DIRECTIONS FOR THIS TASK: Line by line, restate the material exactly.
[SUPPLIED RECORDS — start]
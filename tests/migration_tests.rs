//! Schema migrations applied to SQLite, plus the revision graph check.

use migration::graph::{GraphProblem, Revision, validate};
use migration::{Migrator, MigratorTrait};
use sea_orm::{ConnectionTrait, Database, DatabaseConnection, Statement};

async fn table_names(db: &DatabaseConnection) -> Vec<String> {
    let rows = db
        .query_all(Statement::from_string(
            db.get_database_backend(),
            "SELECT name FROM sqlite_master WHERE type = 'table' ORDER BY name".to_string(),
        ))
        .await
        .unwrap();
    rows.iter()
        .map(|row| row.try_get::<String>("", "name").unwrap())
        .collect()
}

async fn user_columns(db: &DatabaseConnection) -> Vec<String> {
    let rows = db
        .query_all(Statement::from_string(
            db.get_database_backend(),
            "SELECT name FROM pragma_table_info('users')".to_string(),
        ))
        .await
        .unwrap();
    rows.iter()
        .map(|row| row.try_get::<String>("", "name").unwrap())
        .collect()
}

#[tokio::test]
async fn all_migrations_apply_and_report_no_pending() {
    let db = Database::connect("sqlite::memory:").await.unwrap();
    Migrator::up(&db, None).await.unwrap();

    let tables = table_names(&db).await;
    for table in ["companies", "tenants", "users"] {
        assert!(tables.iter().any(|t| t == table), "missing {table}");
    }
    assert!(Migrator::get_pending_migrations(&db).await.unwrap().is_empty());
    assert_eq!(
        Migrator::get_applied_migrations(&db).await.unwrap().len(),
        Migrator::names().len()
    );
    assert!(user_columns(&db).await.iter().any(|c| c == "token_version"));
}

#[tokio::test]
async fn stepping_down_and_up_again_restores_schema() {
    let db = Database::connect("sqlite::memory:").await.unwrap();
    Migrator::up(&db, None).await.unwrap();

    Migrator::down(&db, Some(1)).await.unwrap();
    assert_eq!(Migrator::get_pending_migrations(&db).await.unwrap().len(), 1);
    assert!(!user_columns(&db).await.iter().any(|c| c == "token_version"));

    Migrator::up(&db, Some(1)).await.unwrap();
    assert!(Migrator::get_pending_migrations(&db).await.unwrap().is_empty());
    assert!(user_columns(&db).await.iter().any(|c| c == "lockout_until"));
}

#[test]
fn registered_chain_is_linear() {
    let report = Migrator::validate_graph().expect("valid chain");
    assert_eq!(report.chain.first(), Some(&report.base));
    assert_eq!(report.chain.last(), Some(&report.head));
}

#[test]
fn validator_collects_every_problem() {
    let revisions = vec![
        Revision::new("base", &[]),
        Revision::new("second", &["base"]),
        Revision::new("branch", &["base"]),
        Revision::new("orphan", &["missing"]),
    ];
    let problems = validate(&revisions).unwrap_err();
    assert!(problems.contains(&GraphProblem::BrokenLink {
        revision: "orphan".to_string(),
        missing: "missing".to_string(),
    }));
    assert!(
        problems
            .iter()
            .any(|p| matches!(p, GraphProblem::MultipleHeads(_)))
    );
}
[SUPPLIED RECORDS — finish]
TASK RESULT:
filename tests/migration_tests.rs
//! Schema migrations applied to SQLite, plus the revision graph check.

use migration::graph::{GraphProblem, Revision, validate};
use migration::{Migrator, MigratorTrait};
use sea_orm::{ConnectionTrait, Database, DatabaseConnection, Statement};

async fn table_names(db: &DatabaseConnection) -> Vec<String> {
    let rows = db
        .query_all(Statement::from_string(
            db.get_database_backend(),
            "SELECT name FROM sqlite_master WHERE type = 'table' ORDER BY name".to_string(),
        ))
        .await
        .unwrap();
    rows.iter()
        .map(|row| row.try_get::<String>("", "name").unwrap())
        .collect()
}

async fn user_columns(db: &DatabaseConnection) -> Vec<String> {
    let rows = db
        .query_all(Statement::from_string(
            db.get_database_backend(),
            "SELECT name FROM pragma_table_info('users')".to_string(),
        ))
        .await
        .unwrap();
    rows.iter()
        .map(|row| row.try_get::<String>("", "name").unwrap())
        .collect()
}

#[tokio::test]
async fn all_migrations_apply_and_report_no_pending() {
    let db = Database::connect("sqlite::memory:").await.unwrap();
    Migrator::up(&db, None).await.unwrap();

    let tables = table_names(&db).await;
    for table in ["companies", "tenants", "users"] {
        assert!(tables.iter().any(|t| t == table), "missing {table}");
    }
    assert!(Migrator::get_pending_migrations(&db).await.unwrap().is_empty());
    assert_eq!(
        Migrator::get_applied_migrations(&db).await.unwrap().len(),
        Migrator::names().len()
    );
    assert!(user_columns(&db).await.iter().any(|c| c == "token_version"));
}

#[tokio::test]
async fn stepping_down_and_up_again_restores_schema() {
    let db = Database::connect("sqlite::memory:").await.unwrap();
    Migrator::up(&db, None).await.unwrap();

    Migrator::down(&db, Some(1)).await.unwrap();
    assert_eq!(Migrator::get_pending_migrations(&db).await.unwrap().len(), 1);
    assert!(!user_columns(&db).await.iter().any(|c| c == "token_version"));

    Migrator::up(&db, Some(1)).await.unwrap();
    assert!(Migrator::get_pending_migrations(&db).await.unwrap().is_empty());
    assert!(user_columns(&db).await.iter().any(|c| c == "lockout_until"));
}

#[test]
fn registered_chain_is_linear() {
    let report = Migrator::validate_graph().expect("valid chain");
    assert_eq!(report.chain.first(), Some(&report.base));
    assert_eq!(report.chain.last(), Some(&report.head));
}

#[test]
fn validator_collects_every_problem() {
    let revisions = vec![
        Revision::new("base", &[]),
        Revision::new("second", &["base"]),
        Revision::new("branch", &["base"]),
        Revision::new("orphan", &["missing"]),
    ];
    let problems = validate(&revisions).unwrap_err();
    assert!(problems.contains(&GraphProblem::BrokenLink {
        revision: "orphan".to_string(),
        missing: "missing".to_string(),
    }));
    assert!(
        problems
            .iter()
            .any(|p| matches!(p, GraphProblem::MultipleHeads(_)))
    );
}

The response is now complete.